In 2002, though they were up against recording deadlines to get “In Violet Light” ready and eventually shipped to their record label, they broke away from sessions for it to get to Salt Lake City during the 2002 Winter Olympics.  After a heartbreaking collapse in Nagano against the USA women for gold, Canada got their revenge on the Americans’ home ice, and the Hip were there to help them celebrate with an outdoor show kicking off with “Fireworks”. Whether it’s the Hip’s winning karma or what, the Canadian women haven’t lost an Olympic Gold Medal match since, winners of four straight and counting.
6. The Hip love their NHL arenas.
Yeah, they do. Eventually, clubs and theatres wouldn’t hold the Hip’s multiplying legion of fans, and though “Fully Completely” was still months away from release, the Hip booked two pre-Christmas shows in 1991 at Maple Leaf Gardens. They sold them both out, incredible given “Road Apples” had been out for eleven months at that point, and they were debuting “Fully Completely” songs that their audience had never heard before. Their debut song at MLG was “Three Pistols” and they performed an 18-song set ending with a three-song encore of “Long Time Running”, “On The Verge”, and “The Luxury”.
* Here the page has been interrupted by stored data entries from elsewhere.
//! Document and chunk types with source metadata for citations

use serde::{Deserialize, Serialize};
use std::collections::HashMap;
use uuid::Uuid;

/// Metadata key holding the source label of a document or chunk
pub const SOURCE_KEY: &str = "source";
/// Metadata key holding a chunk's character offset into its parent document
pub const START_INDEX_KEY: &str = "start_index";

/// Supported upload file types
#[derive(Debug, Clone, Serialize, Deserialize, PartialEq, Eq)]
#[serde(rename_all = "lowercase")]
pub enum FileType {
    /// PDF document
    Pdf,
    /// Plain text file
    Txt,
    /// Markdown file
    Markdown,
    /// Log file
    Log,
    /// Unknown file type
    Unknown,
}

impl FileType {
    /// Detect file type from an extension, with or without a leading dot
    pub fn from_extension(ext: &str) -> Self {
        match ext.trim_start_matches('.').to_lowercase().as_str() {
            "pdf" => Self::Pdf,
            "txt" => Self::Txt,
            "md" => Self::Markdown,
            "log" => Self::Log,
            _ => Self::Unknown,
        }
    }

    /// Check if a loader exists for this file type
    pub fn is_supported(&self) -> bool {
        !matches!(self, Self::Unknown)
    }

    /// Whether the file is decoded as plain text
    pub fn is_plain_text(&self) -> bool {
        matches!(self, Self::Txt | Self::Markdown | Self::Log)
    }
}

/// A unit of ingested content produced by a loader
#[derive(Debug, Clone, Serialize, Deserialize)]
pub struct Document {
    /// Extracted text content
    pub content: String,
    /// String-keyed metadata; at minimum a `source` label once ingested
    pub metadata: HashMap<String, serde_json::Value>,
}

impl Document {
    /// Create a document with empty metadata
    pub fn new(content: impl Into<String>) -> Self {
        Self {
            content: content.into(),
            metadata: HashMap::new(),
        }
    }

    /// Create a document with metadata
    pub fn with_metadata(
        content: impl Into<String>,
        metadata: HashMap<String, serde_json::Value>,
    ) -> Self {
        Self {
            content: content.into(),
            metadata,
        }
    }

    /// Read the source label, if one is set
    pub fn source(&self) -> Option<&str> {
        self.metadata.get(SOURCE_KEY).and_then(|v| v.as_str())
    }

    /// Set the source label only if none is present.
    ///
    /// Loader-assigned sources (e.g. per-page URLs from a crawl) are never
    /// overwritten.
    pub fn set_default_source(&mut self, label: &str) {
        self.metadata
            .entry(SOURCE_KEY.to_string())
            .or_insert_with(|| serde_json::Value::String(label.to_string()));
    }
}

/// A bounded piece of a document, the unit stored and retrieved
#[derive(Debug, Clone, Serialize, Deserialize)]
pub struct Chunk {
    /// Unique chunk ID
    pub id: Uuid,
    /// Text content, at most the configured chunk size in characters
    pub content: String,
    /// Metadata copied from the parent document plus `start_index`
    pub metadata: HashMap<String, serde_json::Value>,
    /// Character offset of this chunk within the parent document's text
    pub start_index: usize,
    /// Embedding vector, attached by the ingestion pipeline
    #[serde(skip_serializing_if = "Vec::is_empty", default)]
    pub embedding: Vec<f32>,
}

impl Chunk {
    /// Create a chunk from a parent document's metadata
    pub fn from_parent(parent: &Document, content: String, start_index: usize) -> Self {
        let mut metadata = parent.metadata.clone();
        metadata.insert(START_INDEX_KEY.to_string(), serde_json::json!(start_index));
        Self {
            id: Uuid::new_v4(),
            content,
            metadata,
            start_index,
            embedding: Vec::new(),
        }
    }

    /// Read the source label, if one is set
    pub fn source(&self) -> Option<&str> {
        self.metadata.get(SOURCE_KEY).and_then(|v| v.as_str())
    }
}
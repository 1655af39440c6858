//! Application state for the HTTP server

use std::sync::Arc;

use crate::config::AppConfig;
use crate::error::Result;
use crate::generation::AnswerGenerator;
use crate::ingestion::{IngestPipeline, TextSplitter};
use crate::providers::AzureOpenAiClient;
use crate::qa::QueryEngine;
use crate::retrieval::Retriever;
use crate::storage::VectorStore;

/// Shared application state
#[derive(Clone)]
pub struct AppState {
    inner: Arc<AppStateInner>,
}

struct AppStateInner {
    config: AppConfig,
    pipeline: IngestPipeline,
    query_engine: QueryEngine,
    /// Client used to fetch pages for URL ingestion
    fetch_client: reqwest::Client,
}

impl AppState {
    /// Create new application state from validated configuration
    pub fn new(config: AppConfig) -> Result<Self> {
        tracing::info!("initializing application state");

        let store = Arc::new(VectorStore::open_or_create(
            &config.store.persist_dir,
            &config.store.collection_name,
        )?);
        tracing::info!(
            "vector store opened (collection: {}, dir: {})",
            config.store.collection_name,
            config.store.persist_dir.display()
        );

        let azure = Arc::new(AzureOpenAiClient::new(&config.azure)?);
        let splitter = TextSplitter::from_config(&config.chunking);

        let pipeline = IngestPipeline::new(splitter, azure.clone(), Arc::clone(&store));
        let retriever = Retriever::new(Arc::clone(&store), azure.clone(), config.query.top_k);
        let query_engine = QueryEngine::new(retriever, AnswerGenerator::new(azure));

        let fetch_client = reqwest::Client::builder()
            .timeout(std::time::Duration::from_secs(config.azure.timeout_secs))
            .build()
            .map_err(|e| crate::error::Error::Config(format!("failed to build HTTP client: {}", e)))?;

        Ok(Self {
            inner: Arc::new(AppStateInner {
                config,
                pipeline,
                query_engine,
                fetch_client,
            }),
        })
    }

    /// Get configuration
    pub fn config(&self) -> &AppConfig {
        &self.inner.config
    }

    /// Get the ingestion pipeline
    pub fn pipeline(&self) -> &IngestPipeline {
        &self.inner.pipeline
    }

    /// Get the query engine
    pub fn query_engine(&self) -> &QueryEngine {
        &self.inner.query_engine
    }

    /// Get the page-fetch client
    pub fn fetch_client(&self) -> &reqwest::Client {
        &self.inner.fetch_client
    }
}
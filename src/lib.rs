//! rag-qa: retrieval-augmented question answering with cited answers
//!
//! Documents (PDF, plain text, crawled web pages) are split into overlapping
//! chunks, embedded, and stored in a persistent vector collection. Questions
//! are answered by retrieving the most similar chunks and asking a chat model
//! for an answer grounded strictly in that context, with inline `[source]`
//! citations.

pub mod config;
pub mod error;
pub mod generation;
pub mod ingestion;
pub mod providers;
pub mod qa;
pub mod retrieval;
pub mod server;
pub mod storage;
pub mod types;

pub use config::AppConfig;
pub use error::{Error, Result};
pub use types::document::{Chunk, Document};
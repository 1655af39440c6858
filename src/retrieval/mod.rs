//! Read-side retrieval over the vector collection

pub mod search;

pub use search::Retriever;
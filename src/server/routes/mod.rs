//! HTTP routes

pub mod ingest;
pub mod query;

use axum::{
    extract::DefaultBodyLimit,
    routing::{get, post},
    Json, Router,
};

use crate::server::state::AppState;
use crate::types::response::StatusResponse;

/// Build the application router
pub fn router(max_upload_size: usize) -> Router<AppState> {
    Router::new()
        .route("/", get(status))
        .route(
            "/ingest/file",
            post(ingest::ingest_file).layer(DefaultBodyLimit::max(max_upload_size)),
        )
        .route("/ingest/url", post(ingest::ingest_url))
        .route("/ask", post(query::ask))
}

/// GET / - liveness check
async fn status() -> Json<StatusResponse> {
    Json(StatusResponse::ok())
}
7. And they cracked the Air Canada Centre open too, like a fresh bottle of Molson Canadian.
The Air Canada Centre was long overdue, despite what any patron of Maple Leaf Gardens, be it once or a thousand times, would tell you about the history and unique vibe it had.  It allowed for more Maple Leafs fans to experience their beloved franchise in person. It allowed for the Raptors to get out of cavernous SkyDome and play in a real built-for-NBA arena. But almost as important, given the huge concert town Toronto is, it needed better acoustics, great angles, and when a band turned it up to 11, you wanted to hear it all.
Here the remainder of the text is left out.